Official Responses and Expert Analysis: The Tideline Perspective
In his discussion with Foxworth and Turner-Owens, Thornley was emphatic: the reliance on VC is a symptom, not the disease.
"If we want to solve systemic issues—be it climate change, housing inequality, or healthcare access—we need companies that can operate at a massive scale," Thornley noted. "You cannot solve these problems through venture capital alone. You need the infrastructure of finance: debt, real assets, and public market vehicles that allow these companies to move from the ‘prototype’ phase to the ‘utility’ phase."
Thornley also highlighted the "Liquidity Trap." Institutional investors, such as pension funds and insurance companies, require exit pathways. When the market lacks a healthy pipeline of mature, mid-sized companies, these LPs struggle to deploy capital, leading to the current market stagnation. He argues that for the industry to reach its full maturation, LPs must move away from the passive "check-writing" mentality and adopt an entrepreneurial approach to portfolio construction.
Implications: The Path to Market Maturation
What does this mean for the future of impact investing? The implications are three-fold:
1. The Need for "Impact Credit"
Debt is the unsung hero of corporate growth. By expanding impact-focused private credit, the industry can provide companies with the working capital they need to expand without diluting their equity or losing their impact focus. This is the most efficient way to fill the "middle" of the barbell.
2. A Shift in LP Mandates
Institutional LPs need to recalibrate their expectations. If they want to see "impact at scale," they must be willing to provide "patient capital"—funding that doesn’t demand a 10x exit in five years but accepts a steady, sustainable return over a longer horizon. This means moving away from traditional VC-style term sheets.

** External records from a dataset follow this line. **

// Path: crates/vmcore-scheduler/src/scheduler.rs
//! `RequestScheduler` (spec.md §4.6): loads proposed requests into a
//! `DagNode` graph, verifies the proposer's adjacency against the
//! collision-clique algorithm, builds the execution DAG's initial source
//! set, and schedules ready requests to a worker pool through a blocking
//! queue.
//!
//! Callers must run the three phases in order — `add_request`/
//! `finalize_request` for every request, then `check_dependency_graph`, then
//! `build_exec_dag` — before any thread calls `next_request`. This mirrors
//! the sequential `loadRequests` / `checkDependencyGraph` / `execute` steps
//! of spec.md §4.9; `build_exec_dag` enqueuing the initial source set before
//! workers start polling is what makes the ready queue's producer-counted
//! termination (spec.md §4.6, §5) race-free.

use dashmap::{DashMap, DashSet};
use std::sync::atomic::Ordering;
use thiserror::Error;
use vmcore_types::{BlockError, Digest, StatusCode};

use crate::collision::{required_edges_for_chunk, verify_collisions};
use crate::merge::sort_access_blocks;
use crate::queue::ReadyQueue;
use crate::request::{AppRequestInfo, DagNode};

#[derive(Debug, Error)]
pub enum SchedulerError {
    #[error(transparent)]
    Block(#[from] BlockError),
    #[error("unknown request id {0}")]
    UnknownRequest(u32),
    #[error("submit_result called for request {0}, which is not currently running")]
    NotRunning(u32),
}

/// The request scheduler and DAG verifier (spec.md §4.6). Owns every
/// request for the lifetime of a block: `DagNode`s for in-degree tracking
/// and collision verification, the requests themselves (handed out exactly
/// once via `next_request`), and the blocking ready queue.
pub struct RequestScheduler {
    total_request_count: u32,
    nodes: DashMap<u32, DagNode>,
    requests: DashMap<u32, AppRequestInfo>,
    running: DashSet<u32>,
    queue: ReadyQueue,
}

impl RequestScheduler {
    pub fn new(total_request_count: u32) -> Self {
        Self {
            total_request_count,
            nodes: DashMap::new(),
            requests: DashMap::new(),
            running: DashSet::new(),
            queue: ReadyQueue::new(),
        }
    }

    pub fn total_request_count(&self) -> u32 {
        self.total_request_count
    }

    /// `add_request(info)` (spec.md §4.6): stores the access map and wraps
    /// the info in a `DagNode`.
    pub fn add_request(&self, info: AppRequestInfo) -> Result<(), SchedulerError> {
        if info.id >= self.total_request_count {
            return Err(SchedulerError::UnknownRequest(info.id));
        }
        let node = DagNode::new(info.adjacency.clone(), info.attachments.clone(), info.digest);
        self.nodes.insert(info.id, node);
        self.requests.insert(info.id, info);
        Ok(())
    }

    /// `finalize_request(id)` (spec.md §4.6): increments in-degree of every
    /// adjacent node, then injects each attachment's digest into this
    /// request's `httpRequest` (the fee-payer pattern of spec.md §3).
    pub fn finalize_request(&self, id: u32) -> Result<(), SchedulerError> {
        let (adjacency, attachments) = {
            let node = self.nodes.get(&id).ok_or(SchedulerError::UnknownRequest(id))?;
            (node.adjacency.clone(), node.attachments.clone())
        };

        for succ in adjacency {
            if let Some(succ_node) = self.nodes.get(&succ) {
                succ_node.in_degree.fetch_add(1, Ordering::SeqCst);
            }
        }

        if !attachments.is_empty() {
            let digests: Vec<Digest> = attachments
                .iter()
                .map(|a| {
                    self.nodes
                        .get(a)
                        .map(|n| n.digest)
                        .ok_or(SchedulerError::UnknownRequest(*a))
                })
                .collect::<Result<_, _>>()?;
            let mut req = self.requests.get_mut(&id).ok_or(SchedulerError::UnknownRequest(id))?;
            for digest in &digests {
                req.http_request.inject_attachment_digest(digest);
            }
        }
        Ok(())
    }

    /// A lightweight adjacency-only snapshot of every node, indexed by
    /// request id, used for the collision verifier's reachability search
    /// (spec.md §4.6). Missing ids (never added) get an empty node so
    /// `nodes.get(id)` in `collision::reachable` stays a simple index.
    fn adjacency_snapshot(&self) -> Vec<DagNode> {
        (0..self.total_request_count)
            .map(|id| match self.nodes.get(&id) {
                Some(n) => DagNode::new(n.adjacency.clone(), n.attachments.clone(), n.digest),
                None => DagNode::new(Vec::new(), Vec::new(), Digest::ZERO),
            })
            .collect()
    }

    /// `sort_access_blocks(workers)` + the collision-clique verifier
    /// (spec.md §4.6): merges every request's declared access map into one
    /// globally-sorted map, then checks that every collision it implies has
    /// a corresponding path in the proposer's DAG.
    pub fn check_dependency_graph(&self, workers: usize) -> Result<(), SchedulerError> {
        let requests: Vec<AppRequestInfo> = self.requests.iter().map(|r| r.value().clone()).collect();
        let merged = sort_access_blocks(&requests, workers);
        let snapshot = self.adjacency_snapshot();
        verify_collisions(&merged, &snapshot)?;
        Ok(())
    }

    /// Exposes the required-edge computation for a single chunk's
    /// already-sorted access list, for callers (e.g. the block validator)
    /// that want to report every missing edge rather than stop at the
    /// first one found by [`RequestScheduler::check_dependency_graph`].
    pub fn required_edges_for_chunk(sorted: &[vmcore_types::DeclaredAccess]) -> Vec<(u32, u32)> {
        required_edges_for_chunk(sorted).into_iter().map(|e| (e.lower, e.upper)).collect()
    }

    /// `build_exec_dag()` (spec.md §4.6): enqueues every zero-in-degree node.
    /// A block error if the source set is empty while requests were
    /// proposed, or if it does not contain request 0.
    pub fn build_exec_dag(&self) -> Result<(), SchedulerError> {
        if self.total_request_count == 0 {
            return Ok(());
        }
        let mut any_source = false;
        let mut has_zero = false;
        for id in 0..self.total_request_count {
            let Some(node) = self.nodes.get(&id) else { continue };
            if node.in_degree.load(Ordering::SeqCst) == 0 {
                any_source = true;
                if id == 0 {
                    has_zero = true;
                }
                self.queue.enqueue(id);
            }
        }
        if !any_source {
            return Err(BlockError::EmptySourceSet(self.total_request_count).into());
        }
        if !has_zero {
            return Err(BlockError::SourceSetMissingRequestZero.into());
        }
        Ok(())
    }

    /// `next_request()` (spec.md §4.6): blocks on the ready queue until a
    /// request is available or every producer has retired, returning
    /// `None` once the queue is permanently drained.
    pub fn next_request(&self) -> Option<(u32, AppRequestInfo)> {
        let id = self.queue.blocking_dequeue()?;
        self.running.insert(id);
        let req = self.requests.remove(&id).map(|(_, v)| v);
        req.map(|r| (id, r))
    }

    /// `submit_result(reqID, statusCode)` (spec.md §4.6): decrements each
    /// successor's in-degree, enqueues those reaching zero, then retires the
    /// producer added by `next_request`. Raises `FailedFeePayment` if the
    /// request declared attachments and itself completed with an error
    /// status (spec.md §4.6, §7).
    pub fn submit_result(&self, id: u32, status: StatusCode) -> Result<(), SchedulerError> {
        if self.running.remove(&id).is_none() {
            return Err(SchedulerError::NotRunning(id));
        }

        let (adjacency, has_attachments) = {
            let node = self.nodes.get(&id).ok_or(SchedulerError::UnknownRequest(id))?;
            (node.adjacency.clone(), !node.attachments.is_empty())
        };

        if has_attachments && status.is_error() {
            self.queue.remove_producer();
            return Err(BlockError::FailedFeePayment(id).into());
        }

        for succ in adjacency {
            if let Some(succ_node) = self.nodes.get(&succ) {
                let prev = succ_node.in_degree.fetch_sub(1, Ordering::SeqCst);
                if prev == 1 {
                    self.queue.enqueue(succ);
                }
            }
        }
        self.queue.remove_producer();
        Ok(())
    }

    /// Whether every node has been submitted and the queue has permanently
    /// drained (spec.md §4.6: "if any node remains after the queue drains,
    /// the graph is not a dag"). Call only after `next_request` has
    /// returned `None` to every worker.
    pub fn all_submitted(&self) -> bool {
        self.requests.is_empty() && self.running.is_empty()
    }
}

3. Supporting Emerging Managers
The gatekeeping of the industry is a major barrier to innovation. If the ecosystem remains closed to new fund managers, it will remain stagnant. "We need to democratize the fund-raising process," Thornley suggests. "Emerging managers bring new lenses, deeper community connections, and the ability to source deals that traditional, large-scale firms simply cannot see."

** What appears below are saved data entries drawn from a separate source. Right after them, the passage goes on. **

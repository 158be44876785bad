// Path: crates/vmcore-scheduler/src/queue.rs
//! The scheduler's blocking ready-queue (spec.md §4.6, §5): a classical
//! multi-producer multi-consumer queue with an explicit *producer count* so
//! consumers can tell a transient empty queue from permanent exhaustion.
//! Grounded on `original_source/src/util/BlockingQueue.hpp`'s
//! `content`/`producerCount` pair, re-expressed with `parking_lot`'s
//! `Mutex`/`Condvar` instead of `std::condition_variable`.

use parking_lot::{Condvar, Mutex};
use std::collections::VecDeque;

struct QueueState {
    queue: VecDeque<u32>,
    /// Requests currently dequeued but not yet submitted, plus any initial
    /// ready set enqueued by `build_exec_dag`. Reaching zero with an empty
    /// queue means no further item will ever arrive.
    producers: usize,
}

pub(crate) struct ReadyQueue {
    state: Mutex<QueueState>,
    cv: Condvar,
}

impl ReadyQueue {
    pub(crate) fn new() -> Self {
        Self {
            state: Mutex::new(QueueState {
                queue: VecDeque::new(),
                producers: 0,
            }),
            cv: Condvar::new(),
        }
    }

    pub(crate) fn enqueue(&self, id: u32) {
        let mut state = self.state.lock();
        state.queue.push_back(id);
        drop(state);
        self.cv.notify_one();
    }

    /// Blocks until an item is available or the queue is permanently
    /// exhausted (`producers == 0` and empty), in which case it returns
    /// `None`. On a successful dequeue, the popped item counts as one more
    /// producer until [`ReadyQueue::remove_producer`] is called for it —
    /// this is how `next_request`/`submit_result` keep the queue alive
    /// across an in-flight request (spec.md §4.6).
    pub(crate) fn blocking_dequeue(&self) -> Option<u32> {
        let mut state = self.state.lock();
        loop {
            if let Some(id) = state.queue.pop_front() {
                state.producers += 1;
                return Some(id);
            }
            if state.producers == 0 {
                return None;
            }
            self.cv.wait(&mut state);
        }
    }

    pub(crate) fn remove_producer(&self) {
        let mut state = self.state.lock();
        state.producers -= 1;
        if state.producers == 0 {
            drop(state);
            self.cv.notify_all();
        }
    }
}
// Path: crates/vmcore-sigmgr/src/lib.rs
#![cfg_attr(
    not(test),
    deny(
        clippy::unwrap_used,
        clippy::expect_used,
        clippy::panic,
        clippy::unimplemented,
        clippy::todo,
        clippy::indexing_slicing
    )
)]

//! # vmcore-sigmgr
//!
//! The virtual signature manager (spec.md §4.8): a per-session append-only
//! table `app -> set<message>`, bounded by `MAX_COST`, that lets one
//! application authorize another within the same block without real
//! cryptography. `signedMessagesList` (spec.md §6.5) seeds the table before
//! a request's dispatcher runs.

use parking_lot::Mutex;
use std::collections::{HashMap, HashSet};
use thiserror::Error;
use vmcore_types::{ApplicationError, LongID};

/// The per-session cost bound (spec.md §4.8): each entry costs
/// `len(message) + 8` bytes.
pub const MAX_COST: usize = 128 * 1024;

const ENTRY_OVERHEAD: usize = 8;

#[derive(Debug, Error)]
pub enum SigMgrError {
    #[error("virtual signature table exceeded its {MAX_COST}-byte cost bound")]
    LimitExceeded,
    #[error("no virtual signature from app {issuer} over this message")]
    NotSigned { issuer: LongID },
}

impl SigMgrError {
    /// Materializes this error as the `ApplicationError` a dispatcher call
    /// sees (spec.md §7): both variants are recoverable, not block-fatal.
    pub fn into_application_error(self) -> ApplicationError {
        match self {
            SigMgrError::LimitExceeded => ApplicationError::LimitExceeded(self.to_string()),
            SigMgrError::NotSigned { .. } => ApplicationError::NotFound(self.to_string()),
        }
    }
}

#[derive(Default)]
struct Inner {
    by_app: HashMap<LongID, HashSet<Vec<u8>>>,
    cost: usize,
}

/// The per-request virtual signature table (spec.md §4.8).
#[derive(Default)]
pub struct VirtualSignatureManager {
    inner: Mutex<Inner>,
}

impl VirtualSignatureManager {
    pub fn new() -> Self {
        Self::default()
    }

    /// Seeds the table from a request's declared `signedMessagesList`
    /// (spec.md §6.5), before the dispatcher runs. Fails `LimitExceeded` if
    /// the seed itself overflows the cost bound — a malformed proposal, not
    /// a runtime fault.
    pub fn seed(&self, entries: impl IntoIterator<Item = (LongID, Vec<u8>)>) -> Result<(), SigMgrError> {
        for (issuer, message) in entries {
            self.sign(&message, issuer)?;
        }
        Ok(())
    }

    /// `sign(msg, issuerApp)` (spec.md §4.8): appends `msg` to `issuerApp`'s
    /// set. Re-signing an already-signed message is a no-op (the table is a
    /// set, not a multiset) and costs nothing further.
    pub fn sign(&self, msg: &[u8], issuer_app: LongID) -> Result<(), SigMgrError> {
        let mut inner = self.inner.lock();
        let set = inner.by_app.entry(issuer_app).or_default();
        if set.contains(msg) {
            return Ok(());
        }
        let entry_cost = msg.len() + ENTRY_OVERHEAD;
        if inner.cost + entry_cost > MAX_COST {
            return Err(SigMgrError::LimitExceeded);
        }
        inner.cost += entry_cost;
        inner.by_app.entry(issuer_app).or_default().insert(msg.to_vec());
        Ok(())
    }

    /// `verify(msg, issuerApp)` (spec.md §4.8): a membership test, leaving
    /// the table unchanged.
    pub fn verify(&self, msg: &[u8], issuer_app: LongID) -> bool {
        self.inner.lock().by_app.get(&issuer_app).is_some_and(|set| set.contains(msg))
    }

    /// `verify_and_invalidate(msg, issuerApp)` (spec.md §4.8): verifies
    /// membership, removes the entry, and refunds its cost. Fails
    /// `NotSigned` if `issuerApp` never signed `msg`.
    pub fn verify_and_invalidate(&self, msg: &[u8], issuer_app: LongID) -> Result<(), SigMgrError> {
        let mut inner = self.inner.lock();
        let removed = inner.by_app.get_mut(&issuer_app).is_some_and(|set| set.remove(msg));
        if !removed {
            return Err(SigMgrError::NotSigned { issuer: issuer_app });
        }
        inner.cost -= msg.len() + ENTRY_OVERHEAD;
        Ok(())
    }

    /// The table's current total cost, for diagnostics and tests.
    pub fn current_cost(&self) -> usize {
        self.inner.lock().cost
    }
}

#[cfg(test)]
mod tests {
    use super::*;

    #[test]
    fn sign_then_verify_round_trips() {
        let mgr = VirtualSignatureManager::new();
        let app = LongID(7);
        mgr.sign(b"transfer:42", app).unwrap();
        assert!(mgr.verify(b"transfer:42", app));
        assert!(!mgr.verify(b"transfer:43", app));
        assert!(!mgr.verify(b"transfer:42", LongID(8)));
    }

    #[test]
    fn verify_and_invalidate_refunds_cost_and_removes_entry() {
        let mgr = VirtualSignatureManager::new();
        let app = LongID(1);
        mgr.sign(b"one-shot", app).unwrap();
        let cost_before = mgr.current_cost();
        assert!(cost_before > 0);
        mgr.verify_and_invalidate(b"one-shot", app).unwrap();
        assert_eq!(mgr.current_cost(), 0);
        assert!(!mgr.verify(b"one-shot", app));
    }

    #[test]
    fn invalidating_an_unsigned_message_is_not_signed() {
        let mgr = VirtualSignatureManager::new();
        let err = mgr.verify_and_invalidate(b"nope", LongID(1)).unwrap_err();
        assert!(matches!(err, SigMgrError::NotSigned { .. }));
    }

    #[test]
    fn resigning_the_same_message_does_not_double_charge() {
        let mgr = VirtualSignatureManager::new();
        let app = LongID(1);
        mgr.sign(b"dup", app).unwrap();
        let cost_after_first = mgr.current_cost();
        mgr.sign(b"dup", app).unwrap();
        assert_eq!(mgr.current_cost(), cost_after_first);
    }

    #[test]
    fn exceeding_the_cost_bound_is_limit_exceeded() {
        let mgr = VirtualSignatureManager::new();
        let app = LongID(1);
        let big = vec![0u8; MAX_COST];
        assert!(mgr.sign(&big, app).is_err());
    }

    #[test]
    fn seed_pre_populates_from_the_declared_signed_messages_list() {
        let mgr = VirtualSignatureManager::new();
        let app = LongID(3);
        mgr.seed([(app, b"a".to_vec()), (app, b"b".to_vec())]).unwrap();
        assert!(mgr.verify(b"a", app));
        assert!(mgr.verify(b"b", app));
    }
}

Conclusion: Beyond the Barbell
The challenge for the next decade of impact investing is not merely to increase the amount of capital, but to diversify the types of capital available. The "barbell" structure is a sign of an adolescent industry—one that is excited by the promise of the new but lacks the structural maturity to sustain its own growth.

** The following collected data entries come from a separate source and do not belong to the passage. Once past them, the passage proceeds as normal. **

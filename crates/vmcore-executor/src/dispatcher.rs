// Path: crates/vmcore-executor/src/dispatcher.rs
//! The application-loading collaborator (spec.md §6.3) and the dispatcher
//! ABI it hands back. Concrete native-module loading is explicitly out of
//! scope (spec.md §1); `Dispatcher` is the safe boundary this workspace
//! substitutes for the source's raw `fn(response_buffer, request_view) ->
//! status_code` function pointer, so host-provided dispatchers can be
//! expressed as ordinary Rust closures/trait objects instead of unchecked
//! native calls.

use crate::executor::DispatchCtx;
use std::sync::Arc;
use vmcore_types::{ApplicationError, HttpRequest, HttpResponse, LongID};

/// One loaded application (spec.md §6.3 `AppHandle`).
#[derive(Clone)]
pub struct AppHandle {
    pub app_id: LongID,
    pub version: u64,
    pub dispatcher: Arc<dyn Dispatcher>,
}

/// The dispatcher ABI (spec.md §6.3): untrusted application code invoked
/// under the controlled executor's sandbox. Given a mutable call context —
/// through which `dependant_call`/`invoke_deferred`/`enter_area`/`exit_area`
/// are available — and the inbound request, produces a response or an
/// `ApplicationError` that unwinds to the nearest call context (spec.md
/// §4.7, §7).
pub trait Dispatcher: Send + Sync {
    fn invoke(&self, ctx: &mut DispatchCtx<'_>, request: &HttpRequest) -> Result<HttpResponse, ApplicationError>;
}

/// `AppLoader` (spec.md §6.3, consumed): compiles/loads an application's
/// dispatcher. `load` returns `None` when the app has no registered
/// dispatcher, matching `dependant_call`'s `NotFound` contract.
pub trait AppLoader: Send + Sync {
    fn load(&self, app_id: LongID) -> Option<AppHandle>;
    fn unload(&self, handle: AppHandle);
}

/// A closure-backed `Dispatcher`, for tests and for hosts that implement an
/// application purely in Rust rather than loading a native module.
pub struct FnDispatcher<F>(pub F)
where
    F: Fn(&mut DispatchCtx<'_>, &HttpRequest) -> Result<HttpResponse, ApplicationError> + Send + Sync;

impl<F> Dispatcher for FnDispatcher<F>
where
    F: Fn(&mut DispatchCtx<'_>, &HttpRequest) -> Result<HttpResponse, ApplicationError> + Send + Sync,
{
    fn invoke(&self, ctx: &mut DispatchCtx<'_>, request: &HttpRequest) -> Result<HttpResponse, ApplicationError> {
        (self.0)(ctx, request)
    }
}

By shifting focus toward the "missing middle"—growth equity, credit, and infrastructure—the impact investing community can move from a niche movement to a foundational pillar of the global economy. As Thornley concludes, the transition from venture-heavy portfolios to a full-stack investment landscape is not just a strategic recommendation; it is an existential necessity. Without it, the "impact" in impact investing will remain limited to the few, rather than the many.